"yeter bu kadar, geriye kalanları ben yapayım."

"yeterli bu kadar zaten, hadi içeri geçelim." çocuk taehyung'a bakmış ve ikisi teker teker sepetleri evin içinde ki odunlar için ayrılan küçük odaya götürmüşlerdi.
jungkook doğrulup beli ile boynunu kütletmiş ve esmere bakmıştı. taehyung ise çocuğun değişen yüz ifadelerini izlemiş ve tebessüm etmişti. jungkook kahvaltı konusunu açacakken çalan kapıyla dudaklarını kapatmış ve başını kapıya çevirmişti. gözleri tekrar esmeri bulduğunda kasları hafif çatılmıştı.

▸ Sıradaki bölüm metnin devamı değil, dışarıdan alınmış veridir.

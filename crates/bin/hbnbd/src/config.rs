//! Daemon settings.
//!
//! Read from `hbnb.toml` (or the file named by `HBNB_CONFIG`), then
//! overridden by `HBNB_*` environment variables. A missing file is not an
//! error; every setting has a default.

use serde::Deserialize;

const DEFAULT_PATH: &str = "hbnb.toml";

/// Settings for one `hbnbd` process.
#[derive(Debug, Default, Deserialize)]
#[serde(default, deny_unknown_fields)]
pub struct Settings {
    pub api: ApiSettings,
    pub storage: StorageSettings,
    pub log: LogSettings,
}

/// `[api]`: where the REST API listens.
#[derive(Debug, Deserialize)]
#[serde(default, deny_unknown_fields)]
pub struct ApiSettings {
    pub host: String,
    pub port: u16,
}

/// `[storage]`
#[derive(Debug, Deserialize)]
#[serde(default, deny_unknown_fields)]
pub struct StorageSettings {
    /// `sqlx` `SQLite` URL, e.g. `sqlite:hbnb.db?mode=rwc` or `sqlite::memory:`.
    pub url: String,
}

/// `[log]`
#[derive(Debug, Deserialize)]
#[serde(default, deny_unknown_fields)]
pub struct LogSettings {
    /// `tracing_subscriber::EnvFilter` directives.
    pub filter: String,
}

impl Default for ApiSettings {
    fn default() -> Self {
        Self {
            host: "0.0.0.0".into(),
            port: 5000,
        }
    }
}

impl Default for StorageSettings {
    fn default() -> Self {
        Self {
            url: "sqlite:hbnb.db?mode=rwc".into(),
        }
    }
}

impl Default for LogSettings {
    fn default() -> Self {
        Self {
            filter: "hbnbd=info,hbnb=info,tower_http=debug".into(),
        }
    }
}

impl Settings {
    /// Resolve the settings of this process from its config file and
    /// environment.
    ///
    /// # Errors
    ///
    /// Fails when the config file cannot be read or parsed, when an
    /// environment override cannot be parsed, or when the result is unusable.
    pub fn load() -> Result<Self, ConfigError> {
        let env = |key: &str| std::env::var(key).ok();
        let path = env("HBNB_CONFIG").unwrap_or_else(|| DEFAULT_PATH.into());

        let mut settings = match std::fs::read_to_string(&path) {
            Ok(content) => Self::parse(&content)?,
            Err(err) if err.kind() == std::io::ErrorKind::NotFound => Self::default(),
            Err(source) => return Err(ConfigError::Read { path, source }),
        };
        settings.override_with(env)?;
        settings.check()?;
        Ok(settings)
    }

    fn parse(content: &str) -> Result<Self, ConfigError> {
        Ok(toml::from_str(content)?)
    }

    fn override_with(&mut self, env: impl Fn(&str) -> Option<String>) -> Result<(), ConfigError> {
        if let Some(host) = env("HBNB_API_HOST") {
            self.api.host = host;
        }
        if let Some(port) = env("HBNB_API_PORT") {
            self.api.port = port.parse().map_err(|_| ConfigError::Env {
                key: "HBNB_API_PORT",
                value: port,
            })?;
        }
        if let Some(url) = env("HBNB_DATABASE_URL") {
            self.storage.url = url;
        }
        // RUST_LOG wins over HBNB_LOG
        if let Some(filter) = env("RUST_LOG").or_else(|| env("HBNB_LOG")) {
            self.log.filter = filter;
        }
        Ok(())
    }

    fn check(&self) -> Result<(), ConfigError> {
        if self.api.port == 0 {
            return Err(ConfigError::Invalid("api.port must not be 0"));
        }
        if self.api.host.trim().is_empty() {
            return Err(ConfigError::Invalid("api.host must not be empty"));
        }
        if self.storage.url.trim().is_empty() {
            return Err(ConfigError::Invalid("storage.url must not be empty"));
        }
        Ok(())
    }

    /// `host:port` for the API listener.
    #[must_use]
    pub fn bind_addr(&self) -> String {
        format!("{}:{}", self.api.host, self.api.port)
    }
}

/// Why settings could not be resolved.
#[derive(Debug, thiserror::Error)]
pub enum ConfigError {
    #[error("unable to read {path}")]
    Read {
        path: String,
        #[source]
        source: std::io::Error,
    },
    #[error("malformed config file")]
    Parse(#[from] toml::de::Error),
    #[error("invalid value {value:?} for {key}")]
    Env { key: &'static str, value: String },
    #[error("invalid configuration: {0}")]
    Invalid(&'static str),
}

#[cfg(test)]
mod tests {
    use super::*;

    fn env<'a>(pairs: &'a [(&'a str, &'a str)]) -> impl Fn(&str) -> Option<String> + 'a {
        move |key| {
            pairs
                .iter()
                .find(|(name, _)| *name == key)
                .map(|(_, value)| (*value).to_string())
        }
    }

    #[test]
    fn should_default_to_port_5000_on_all_interfaces() {
        let settings = Settings::default();
        assert_eq!(settings.bind_addr(), "0.0.0.0:5000");
        assert_eq!(settings.storage.url, "sqlite:hbnb.db?mode=rwc");
        assert!(settings.check().is_ok());
    }

    #[test]
    fn should_parse_empty_file_as_defaults() {
        let settings = Settings::parse("").unwrap();
        assert_eq!(settings.api.port, 5000);
        assert_eq!(settings.log.filter, LogSettings::default().filter);
    }

    #[test]
    fn should_parse_every_section() {
        let settings = Settings::parse(
            r#"
            [api]
            host = "127.0.0.1"
            port = 8080

            [storage]
            url = "sqlite:/var/lib/hbnb/hbnb.db"

            [log]
            filter = "debug"
            "#,
        )
        .unwrap();
        assert_eq!(settings.bind_addr(), "127.0.0.1:8080");
        assert_eq!(settings.storage.url, "sqlite:/var/lib/hbnb/hbnb.db");
        assert_eq!(settings.log.filter, "debug");
    }

    #[test]
    fn should_keep_defaults_for_omitted_keys() {
        let settings = Settings::parse("[api]\nport = 5001\n").unwrap();
        assert_eq!(settings.bind_addr(), "0.0.0.0:5001");
    }

    #[test]
    fn should_reject_unknown_keys() {
        assert!(matches!(
            Settings::parse("[api]\nprot = 5001\n"),
            Err(ConfigError::Parse(_))
        ));
    }

    #[test]
    fn should_apply_environment_overrides() {
        let mut settings = Settings::default();
        settings
            .override_with(env(&[
                ("HBNB_API_HOST", "localhost"),
                ("HBNB_API_PORT", "5001"),
                ("HBNB_DATABASE_URL", "sqlite::memory:"),
                ("HBNB_LOG", "warn"),
            ]))
            .unwrap();
        assert_eq!(settings.bind_addr(), "localhost:5001");
        assert_eq!(settings.storage.url, "sqlite::memory:");
        assert_eq!(settings.log.filter, "warn");
    }

    #[test]
    fn should_prefer_rust_log_over_hbnb_log() {
        let mut settings = Settings::default();
        settings
            .override_with(env(&[("HBNB_LOG", "warn"), ("RUST_LOG", "trace")]))
            .unwrap();
        assert_eq!(settings.log.filter, "trace");
    }

    #[test]
    fn should_fail_on_unparsable_port_override() {
        let mut settings = Settings::default();
        let err = settings
            .override_with(env(&[("HBNB_API_PORT", "http")]))
            .unwrap_err();
        assert_eq!(err.to_string(), r#"invalid value "http" for HBNB_API_PORT"#);
    }

    #[test]
    fn should_reject_port_zero() {
        let mut settings = Settings::default();
        settings.api.port = 0;
        assert!(matches!(settings.check(), Err(ConfigError::Invalid(_))));
    }

    #[test]
    fn should_reject_blank_storage_url() {
        let mut settings = Settings::default();
        settings.storage.url = " ".into();
        assert!(matches!(settings.check(), Err(ConfigError::Invalid(_))));
    }
}
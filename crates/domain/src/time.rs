//! Time and timestamp helpers.

use chrono::{DateTime, NaiveDateTime, Utc};

/// UTC timestamp used for `created_at` and `updated_at`.
pub type Timestamp = DateTime<Utc>;

/// Format of timestamps in the JSON representation of a record.
pub const FORMAT: &str = "%Y-%m-%dT%H:%M:%S%.6f";

/// Return the current UTC time.
#[must_use]
pub fn now() -> Timestamp {
    Utc::now()
}

/// Render a timestamp with [`FORMAT`].
#[must_use]
pub fn format(ts: &Timestamp) -> String {
    ts.format(FORMAT).to_string()
}

/// Parse a timestamp rendered with [`FORMAT`], interpreted as UTC.
///
/// # Errors
///
/// Returns [`chrono::ParseError`] when `s` does not match [`FORMAT`].
pub fn parse(s: &str) -> Result<Timestamp, chrono::ParseError> {
    NaiveDateTime::parse_from_str(s, FORMAT).map(|naive| naive.and_utc())
}

/// `serde(with = ...)` adapter using [`FORMAT`].
pub mod serde_format {
    use serde::{Deserialize, Deserializer, Serializer};

    use super::Timestamp;

    pub fn serialize<S: Serializer>(ts: &Timestamp, serializer: S) -> Result<S::Ok, S::Error> {
        serializer.serialize_str(&super::format(ts))
    }

    pub fn deserialize<'de, D: Deserializer<'de>>(deserializer: D) -> Result<Timestamp, D::Error> {
        let raw = String::deserialize(deserializer)?;
        super::parse(&raw).map_err(serde::de::Error::custom)
    }
}

#[cfg(test)]
mod tests {
    use super::*;
    use chrono::TimeZone;

    #[test]
    fn should_return_current_utc_time() {
        let before = Utc::now();
        let ts = now();
        let after = Utc::now();
        assert!(ts >= before);
        assert!(ts <= after);
    }

    #[test]
    fn should_format_with_microseconds_and_no_offset() {
        let ts = Utc.with_ymd_and_hms(2017, 3, 25, 2, 17, 6).unwrap();
        assert_eq!(format(&ts), "2017-03-25T02:17:06.000000");
    }

    #[test]
    fn should_parse_what_it_formats() {
        let ts = now();
        let parsed = parse(&format(&ts)).unwrap();
        assert_eq!(parsed.timestamp_micros(), ts.timestamp_micros());
    }

    #[test]
    fn should_reject_rfc3339_offset() {
        assert!(parse("2017-03-25T02:17:06+00:00").is_err());
    }
}
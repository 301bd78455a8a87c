//! # hbnbd: hbnb API daemon
//!
//! Composition root that wires all adapters together and starts the server.
//!
//! ## Responsibilities
//! - Load settings (`hbnb.toml`, `HBNB_*` env vars)
//! - Initialize logging
//! - Initialize the `SQLite` connection pool and run migrations
//! - Construct the storage engine and the record service
//! - Build the axum router, injecting the service
//! - Bind to a TCP port and serve
//! - Handle graceful shutdown (SIGTERM/SIGINT)
//!
//! ## Dependency rule
//! This is the **only** crate that depends on all other crates.
//! It is the wiring layer; no domain logic belongs here.

mod config;

use axum::ServiceExt;
use axum::extract::Request;
use tokio::net::TcpListener;
use tracing_subscriber::EnvFilter;

use hbnb_adapter_http_axum::router;
use hbnb_adapter_http_axum::state::AppState;
use hbnb_adapter_storage_sqlite_sqlx::Database;
use hbnb_app::services::record_service::RecordService;

use crate::config::Settings;

#[tokio::main]
async fn main() -> Result<(), Box<dyn std::error::Error>> {
    let settings = Settings::load()?;

    tracing_subscriber::fmt()
        .with_env_filter(EnvFilter::new(&settings.log.filter))
        .init();

    // Database
    let db = Database::open(&settings.storage.url).await?;

    // HTTP
    let state = AppState::new(RecordService::new(db.storage()));
    let app = router::build(state);

    let bind_addr = settings.bind_addr();
    let listener = TcpListener::bind(&bind_addr).await?;
    tracing::info!(%bind_addr, "hbnbd listening");

    axum::serve(listener, ServiceExt::<Request>::into_make_service(app))
        .with_graceful_shutdown(shutdown_signal())
        .await?;

    db.close().await;
    tracing::info!("hbnbd stopped");
    Ok(())
}

async fn shutdown_signal() {
    let ctrl_c = async {
        if let Err(err) = tokio::signal::ctrl_c().await {
            tracing::error!(error = %err, "failed to listen for ctrl-c");
            std::future::pending::<()>().await;
        }
    };

    #[cfg(unix)]
    let terminate = async {
        match tokio::signal::unix::signal(tokio::signal::unix::SignalKind::terminate()) {
            Ok(mut signal) => {
                signal.recv().await;
            }
            Err(err) => {
                tracing::error!(error = %err, "failed to listen for SIGTERM");
                std::future::pending::<()>().await;
            }
        }
    };

    #[cfg(not(unix))]
    let terminate = std::future::pending::<()>();

    tokio::select! {
        () = ctrl_c => {},
        () = terminate => {},
    }

    tracing::info!("shutdown signal received, draining connections");
}
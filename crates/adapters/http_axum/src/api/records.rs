//! JSON REST handlers shared by every record kind.

use axum::Json;
use axum::extract::{Path, State};
use axum::http::StatusCode;
use axum::response::{IntoResponse, Response};
use serde_json::{Map, Value};

use hbnb_app::ports::Storage;
use hbnb_domain::record::Record;

use crate::api::Resource;
use crate::error::ApiError;
use crate::extract::JsonBody;
use crate::state::AppState;

/// Possible responses from the list endpoints.
pub enum ListResponse {
    Ok(Json<Vec<Record>>),
}

impl IntoResponse for ListResponse {
    fn into_response(self) -> Response {
        match self {
            Self::Ok(json) => json.into_response(),
        }
    }
}

/// Possible responses from the endpoints returning a single record.
pub enum RecordResponse {
    Ok(Json<Record>),
    Created(Json<Record>),
}

impl IntoResponse for RecordResponse {
    fn into_response(self) -> Response {
        match self {
            Self::Ok(json) => json.into_response(),
            Self::Created(json) => (StatusCode::CREATED, json).into_response(),
        }
    }
}

/// Possible responses from the delete endpoints.
pub enum DeleteResponse {
    /// `200` with an empty JSON object.
    Ok,
}

impl IntoResponse for DeleteResponse {
    fn into_response(self) -> Response {
        match self {
            Self::Ok => Json(Map::<String, Value>::new()).into_response(),
        }
    }
}

/// `GET /api/v1/<resource>`
pub async fn list<S, R>(State(state): State<AppState<S>>) -> Result<ListResponse, ApiError>
where
    S: Storage + Send + Sync + 'static,
    R: Resource,
{
    let records = state.records.list(R::KIND).await?;
    Ok(ListResponse::Ok(Json(records)))
}

/// `GET /api/v1/<parent>/{id}/<resource>`
pub async fn list_children<S, R>(
    State(state): State<AppState<S>>,
    Path(parent_id): Path<String>,
) -> Result<ListResponse, ApiError>
where
    S: Storage + Send + Sync + 'static,
    R: Resource,
{
    let records = state.records.list_children(R::KIND, &parent_id).await?;
    Ok(ListResponse::Ok(Json(records)))
}

/// `GET /api/v1/<resource>/{id}`
pub async fn get<S, R>(
    State(state): State<AppState<S>>,
    Path(id): Path<String>,
) -> Result<RecordResponse, ApiError>
where
    S: Storage + Send + Sync + 'static,
    R: Resource,
{
    let record = state.records.get(R::KIND, &id).await?;
    Ok(RecordResponse::Ok(Json(record)))
}

/// `POST /api/v1/<resource>`
pub async fn create<S, R>(
    State(state): State<AppState<S>>,
    JsonBody(body): JsonBody,
) -> Result<RecordResponse, ApiError>
where
    S: Storage + Send + Sync + 'static,
    R: Resource,
{
    let record = state.records.create(R::KIND, None, body).await?;
    Ok(RecordResponse::Created(Json(record)))
}

/// `POST /api/v1/<parent>/{id}/<resource>`
pub async fn create_child<S, R>(
    State(state): State<AppState<S>>,
    Path(parent_id): Path<String>,
    JsonBody(body): JsonBody,
) -> Result<RecordResponse, ApiError>
where
    S: Storage + Send + Sync + 'static,
    R: Resource,
{
    let record = state
        .records
        .create(R::KIND, Some(&parent_id), body)
        .await?;
    Ok(RecordResponse::Created(Json(record)))
}

/// `PUT /api/v1/<resource>/{id}`
pub async fn update<S, R>(
    State(state): State<AppState<S>>,
    Path(id): Path<String>,
    JsonBody(body): JsonBody,
) -> Result<RecordResponse, ApiError>
where
    S: Storage + Send + Sync + 'static,
    R: Resource,
{
    let record = state.records.update(R::KIND, &id, body).await?;
    Ok(RecordResponse::Ok(Json(record)))
}

/// `DELETE /api/v1/<resource>/{id}`
pub async fn delete<S, R>(
    State(state): State<AppState<S>>,
    Path(id): Path<String>,
) -> Result<DeleteResponse, ApiError>
where
    S: Storage + Send + Sync + 'static,
    R: Resource,
{
    state.records.delete(R::KIND, &id).await?;
    Ok(DeleteResponse::Ok)
}
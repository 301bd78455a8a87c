//! # hbnb-adapter-storage-sqlite-sqlx
//!
//! `SQLite` persistence adapter using [sqlx](https://docs.rs/sqlx).
//!
//! ## Responsibilities
//! - Implement the `Storage` port defined in `hbnb-app::ports::storage`
//! - Manage `SQLite` connection pool lifecycle
//! - Run database migrations (using sqlx embedded migrations)
//! - Map between domain records and per-kind table rows
//!
//! ## Dependency rule
//! Depends on `hbnb-app` (for the port trait) and `hbnb-domain` (for domain types).
//! The `app` and `domain` crates must never reference this adapter.

mod error;
mod pool;
mod record_store;

pub use error::StorageError;
pub use pool::Database;
pub use record_store::SqliteRecordStorage;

"arkadaşların bu kadar erken gelebilirler mi?" taehyung başını iki yana sallarken jungkook başını sallamış ve kapıya ilerlemişti. kimin geldiğini bilmiyordu, zaten çocuğun evine çok gelen olmazdı.
taehyung ise çocuğun iki metre arkasındayken açılan kapıda bir hafif yaşlı bir adam gözükmüştü. jungkook'u gördüğü anda gözleri kırışacak şekilde gülmüştü.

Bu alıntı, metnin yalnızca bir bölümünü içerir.